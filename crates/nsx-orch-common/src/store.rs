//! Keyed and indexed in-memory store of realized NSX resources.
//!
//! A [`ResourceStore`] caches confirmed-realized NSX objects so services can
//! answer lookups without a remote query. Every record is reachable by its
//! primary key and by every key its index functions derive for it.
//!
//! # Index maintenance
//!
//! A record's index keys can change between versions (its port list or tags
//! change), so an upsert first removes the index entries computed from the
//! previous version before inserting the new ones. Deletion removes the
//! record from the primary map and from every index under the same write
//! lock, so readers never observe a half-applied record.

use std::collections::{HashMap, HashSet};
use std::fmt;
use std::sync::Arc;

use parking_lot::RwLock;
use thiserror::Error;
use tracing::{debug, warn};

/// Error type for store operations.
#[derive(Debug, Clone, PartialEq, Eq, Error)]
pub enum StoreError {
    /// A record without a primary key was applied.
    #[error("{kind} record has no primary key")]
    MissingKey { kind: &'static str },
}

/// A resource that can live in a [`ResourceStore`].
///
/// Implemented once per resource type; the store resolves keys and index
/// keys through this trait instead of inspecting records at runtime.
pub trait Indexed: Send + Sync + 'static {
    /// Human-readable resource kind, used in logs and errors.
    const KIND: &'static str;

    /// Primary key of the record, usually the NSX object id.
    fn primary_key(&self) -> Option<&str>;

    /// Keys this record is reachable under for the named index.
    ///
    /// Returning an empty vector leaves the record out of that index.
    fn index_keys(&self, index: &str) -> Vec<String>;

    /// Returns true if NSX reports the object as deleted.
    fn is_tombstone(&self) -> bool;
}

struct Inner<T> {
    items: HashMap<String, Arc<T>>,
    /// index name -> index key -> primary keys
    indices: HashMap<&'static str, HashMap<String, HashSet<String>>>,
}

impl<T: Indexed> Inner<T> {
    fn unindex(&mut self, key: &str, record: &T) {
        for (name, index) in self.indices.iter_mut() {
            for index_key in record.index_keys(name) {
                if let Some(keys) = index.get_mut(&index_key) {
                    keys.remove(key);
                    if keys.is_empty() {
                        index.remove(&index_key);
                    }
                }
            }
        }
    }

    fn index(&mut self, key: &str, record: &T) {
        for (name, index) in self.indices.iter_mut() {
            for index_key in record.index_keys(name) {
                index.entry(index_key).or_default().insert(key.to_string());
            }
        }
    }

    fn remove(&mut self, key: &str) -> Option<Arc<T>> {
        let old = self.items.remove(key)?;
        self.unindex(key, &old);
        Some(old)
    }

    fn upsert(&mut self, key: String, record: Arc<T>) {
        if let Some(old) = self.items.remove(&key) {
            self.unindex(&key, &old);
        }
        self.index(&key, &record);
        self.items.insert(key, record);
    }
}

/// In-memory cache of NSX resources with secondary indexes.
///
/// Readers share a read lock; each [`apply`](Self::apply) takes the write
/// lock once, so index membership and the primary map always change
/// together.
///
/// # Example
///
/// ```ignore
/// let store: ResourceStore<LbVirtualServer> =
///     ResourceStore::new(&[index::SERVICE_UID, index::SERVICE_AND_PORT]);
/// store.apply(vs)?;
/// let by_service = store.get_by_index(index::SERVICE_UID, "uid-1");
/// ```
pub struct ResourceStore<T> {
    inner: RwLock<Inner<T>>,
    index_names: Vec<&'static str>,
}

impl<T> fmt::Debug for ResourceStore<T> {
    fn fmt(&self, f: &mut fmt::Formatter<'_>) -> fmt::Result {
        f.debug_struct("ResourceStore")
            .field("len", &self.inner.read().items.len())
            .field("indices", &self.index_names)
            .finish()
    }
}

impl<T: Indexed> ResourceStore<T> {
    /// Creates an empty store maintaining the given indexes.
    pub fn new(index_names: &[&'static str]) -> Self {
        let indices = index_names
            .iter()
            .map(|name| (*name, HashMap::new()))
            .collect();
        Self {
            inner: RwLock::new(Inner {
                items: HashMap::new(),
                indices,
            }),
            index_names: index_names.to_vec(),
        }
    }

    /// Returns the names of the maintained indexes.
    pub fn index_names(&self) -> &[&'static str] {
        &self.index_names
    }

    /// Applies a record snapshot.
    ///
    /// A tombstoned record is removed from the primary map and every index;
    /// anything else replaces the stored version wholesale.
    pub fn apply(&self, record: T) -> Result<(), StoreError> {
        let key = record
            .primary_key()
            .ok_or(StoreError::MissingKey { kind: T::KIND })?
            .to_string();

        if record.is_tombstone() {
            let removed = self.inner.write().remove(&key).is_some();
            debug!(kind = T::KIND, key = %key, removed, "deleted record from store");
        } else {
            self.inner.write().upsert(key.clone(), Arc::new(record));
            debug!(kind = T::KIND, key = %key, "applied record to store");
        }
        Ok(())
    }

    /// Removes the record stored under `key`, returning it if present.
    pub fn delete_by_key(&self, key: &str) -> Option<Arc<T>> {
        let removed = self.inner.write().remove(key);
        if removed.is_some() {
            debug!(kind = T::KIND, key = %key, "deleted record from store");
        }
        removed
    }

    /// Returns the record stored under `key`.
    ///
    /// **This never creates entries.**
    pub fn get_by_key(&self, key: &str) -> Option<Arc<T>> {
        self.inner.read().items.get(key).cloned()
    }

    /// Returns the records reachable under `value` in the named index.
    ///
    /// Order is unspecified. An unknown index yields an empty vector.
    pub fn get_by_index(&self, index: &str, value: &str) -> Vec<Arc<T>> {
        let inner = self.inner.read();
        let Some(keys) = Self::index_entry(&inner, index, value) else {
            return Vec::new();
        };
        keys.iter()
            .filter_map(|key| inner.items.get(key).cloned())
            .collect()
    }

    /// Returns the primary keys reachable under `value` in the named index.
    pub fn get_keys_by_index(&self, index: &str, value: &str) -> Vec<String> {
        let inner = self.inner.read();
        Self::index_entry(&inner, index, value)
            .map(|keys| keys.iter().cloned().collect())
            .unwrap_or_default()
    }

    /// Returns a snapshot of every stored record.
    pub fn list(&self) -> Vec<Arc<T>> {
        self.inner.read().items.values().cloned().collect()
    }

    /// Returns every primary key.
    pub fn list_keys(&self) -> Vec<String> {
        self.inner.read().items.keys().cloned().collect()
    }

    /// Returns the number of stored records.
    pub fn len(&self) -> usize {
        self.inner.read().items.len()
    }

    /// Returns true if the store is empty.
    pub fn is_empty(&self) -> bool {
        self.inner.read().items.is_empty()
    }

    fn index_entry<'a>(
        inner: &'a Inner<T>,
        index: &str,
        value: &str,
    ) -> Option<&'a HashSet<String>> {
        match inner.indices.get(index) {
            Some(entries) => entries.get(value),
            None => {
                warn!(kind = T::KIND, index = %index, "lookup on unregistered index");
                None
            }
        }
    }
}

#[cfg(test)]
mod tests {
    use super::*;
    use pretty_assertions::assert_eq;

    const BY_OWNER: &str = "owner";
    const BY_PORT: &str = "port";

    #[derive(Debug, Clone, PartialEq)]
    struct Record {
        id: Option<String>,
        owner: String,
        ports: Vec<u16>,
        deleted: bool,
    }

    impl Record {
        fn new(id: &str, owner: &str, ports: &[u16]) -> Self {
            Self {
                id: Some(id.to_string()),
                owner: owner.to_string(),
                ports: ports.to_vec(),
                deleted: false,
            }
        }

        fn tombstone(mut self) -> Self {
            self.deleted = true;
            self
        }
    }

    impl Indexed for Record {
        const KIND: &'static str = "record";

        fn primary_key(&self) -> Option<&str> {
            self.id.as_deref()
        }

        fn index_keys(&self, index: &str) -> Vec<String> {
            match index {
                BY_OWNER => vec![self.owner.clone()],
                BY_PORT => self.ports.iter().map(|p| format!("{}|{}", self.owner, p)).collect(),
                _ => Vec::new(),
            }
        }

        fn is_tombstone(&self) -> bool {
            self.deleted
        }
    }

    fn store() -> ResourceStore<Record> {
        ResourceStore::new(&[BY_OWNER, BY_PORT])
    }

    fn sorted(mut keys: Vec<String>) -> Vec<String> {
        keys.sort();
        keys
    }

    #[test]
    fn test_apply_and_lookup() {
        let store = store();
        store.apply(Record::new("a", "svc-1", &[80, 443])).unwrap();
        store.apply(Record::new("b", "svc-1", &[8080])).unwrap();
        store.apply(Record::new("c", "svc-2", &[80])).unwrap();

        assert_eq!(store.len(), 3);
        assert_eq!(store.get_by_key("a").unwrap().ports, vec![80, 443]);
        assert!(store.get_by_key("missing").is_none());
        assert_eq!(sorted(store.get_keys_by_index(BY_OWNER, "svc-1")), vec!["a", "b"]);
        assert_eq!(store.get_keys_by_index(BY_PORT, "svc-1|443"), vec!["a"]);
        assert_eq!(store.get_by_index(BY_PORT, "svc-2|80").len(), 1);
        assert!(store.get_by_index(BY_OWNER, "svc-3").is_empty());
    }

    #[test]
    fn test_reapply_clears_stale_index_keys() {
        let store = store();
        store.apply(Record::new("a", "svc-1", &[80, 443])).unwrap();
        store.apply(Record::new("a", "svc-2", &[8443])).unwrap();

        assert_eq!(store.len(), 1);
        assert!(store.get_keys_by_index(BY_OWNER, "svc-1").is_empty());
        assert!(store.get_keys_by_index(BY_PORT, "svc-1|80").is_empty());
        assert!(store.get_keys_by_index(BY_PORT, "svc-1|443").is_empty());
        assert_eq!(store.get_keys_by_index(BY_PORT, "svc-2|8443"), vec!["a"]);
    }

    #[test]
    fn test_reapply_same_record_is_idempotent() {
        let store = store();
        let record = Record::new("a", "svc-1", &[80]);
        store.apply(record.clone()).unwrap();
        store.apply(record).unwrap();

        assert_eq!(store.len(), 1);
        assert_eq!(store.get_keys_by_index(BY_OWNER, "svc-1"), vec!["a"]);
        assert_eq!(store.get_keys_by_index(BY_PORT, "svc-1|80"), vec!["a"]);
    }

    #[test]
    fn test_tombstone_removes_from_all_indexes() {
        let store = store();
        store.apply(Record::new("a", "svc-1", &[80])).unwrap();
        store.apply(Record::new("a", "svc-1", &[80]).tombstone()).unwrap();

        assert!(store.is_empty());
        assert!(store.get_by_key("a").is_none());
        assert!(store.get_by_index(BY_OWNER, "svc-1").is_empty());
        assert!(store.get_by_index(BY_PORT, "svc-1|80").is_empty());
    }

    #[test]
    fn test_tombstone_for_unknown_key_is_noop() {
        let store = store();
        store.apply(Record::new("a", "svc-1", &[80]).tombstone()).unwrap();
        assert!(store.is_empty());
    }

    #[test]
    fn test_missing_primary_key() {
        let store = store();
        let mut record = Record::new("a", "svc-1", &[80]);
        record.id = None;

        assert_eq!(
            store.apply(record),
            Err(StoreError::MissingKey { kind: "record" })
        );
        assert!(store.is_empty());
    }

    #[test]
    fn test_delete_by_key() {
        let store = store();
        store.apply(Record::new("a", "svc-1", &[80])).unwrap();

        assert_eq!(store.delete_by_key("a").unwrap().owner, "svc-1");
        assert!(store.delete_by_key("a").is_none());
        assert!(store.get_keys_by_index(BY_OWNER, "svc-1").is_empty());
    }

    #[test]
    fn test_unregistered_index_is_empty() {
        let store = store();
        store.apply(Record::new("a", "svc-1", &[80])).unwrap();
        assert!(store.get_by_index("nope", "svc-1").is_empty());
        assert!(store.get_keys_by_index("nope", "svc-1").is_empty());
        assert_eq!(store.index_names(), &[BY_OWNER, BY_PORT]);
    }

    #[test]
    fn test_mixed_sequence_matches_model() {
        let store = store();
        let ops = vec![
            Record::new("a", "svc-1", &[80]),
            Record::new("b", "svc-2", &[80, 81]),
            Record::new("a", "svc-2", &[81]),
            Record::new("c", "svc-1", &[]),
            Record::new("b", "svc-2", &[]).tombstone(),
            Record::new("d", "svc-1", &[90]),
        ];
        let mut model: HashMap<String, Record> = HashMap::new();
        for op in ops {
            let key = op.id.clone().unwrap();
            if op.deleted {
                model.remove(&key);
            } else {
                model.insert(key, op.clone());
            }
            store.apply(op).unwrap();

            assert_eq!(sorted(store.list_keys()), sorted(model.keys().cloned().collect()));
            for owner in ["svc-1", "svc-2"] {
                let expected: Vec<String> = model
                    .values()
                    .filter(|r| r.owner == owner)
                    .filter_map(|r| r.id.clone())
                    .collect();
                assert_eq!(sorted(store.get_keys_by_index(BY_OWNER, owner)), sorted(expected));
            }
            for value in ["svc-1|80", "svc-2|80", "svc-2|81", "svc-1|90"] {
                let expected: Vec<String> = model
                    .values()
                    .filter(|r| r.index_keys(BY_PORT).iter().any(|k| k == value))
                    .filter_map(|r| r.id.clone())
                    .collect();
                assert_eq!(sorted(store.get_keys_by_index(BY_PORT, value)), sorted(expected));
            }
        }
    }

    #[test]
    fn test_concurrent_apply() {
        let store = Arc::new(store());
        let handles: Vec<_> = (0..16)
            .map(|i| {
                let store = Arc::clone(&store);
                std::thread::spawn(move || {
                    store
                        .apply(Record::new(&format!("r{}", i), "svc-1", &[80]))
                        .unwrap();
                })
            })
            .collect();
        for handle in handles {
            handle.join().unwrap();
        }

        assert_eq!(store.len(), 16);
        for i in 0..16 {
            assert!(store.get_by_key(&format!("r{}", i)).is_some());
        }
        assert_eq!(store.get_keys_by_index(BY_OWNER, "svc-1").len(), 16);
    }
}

########

*Work to complete*:
Give an exact copy of the lines above, from the top of the records to the line that contains "computed from the", taking in both ends.

*Answer to the problem*:
filename crates/nsx-orch-common/src/store.rs
//! Keyed and indexed in-memory store of realized NSX resources.
//!
//! A [`ResourceStore`] caches confirmed-realized NSX objects so services can
//! answer lookups without a remote query. Every record is reachable by its
//! primary key and by every key its index functions derive for it.
//!
//! # Index maintenance
//!
//! A record's index keys can change between versions (its port list or tags
//! change), so an upsert first removes the index entries computed from the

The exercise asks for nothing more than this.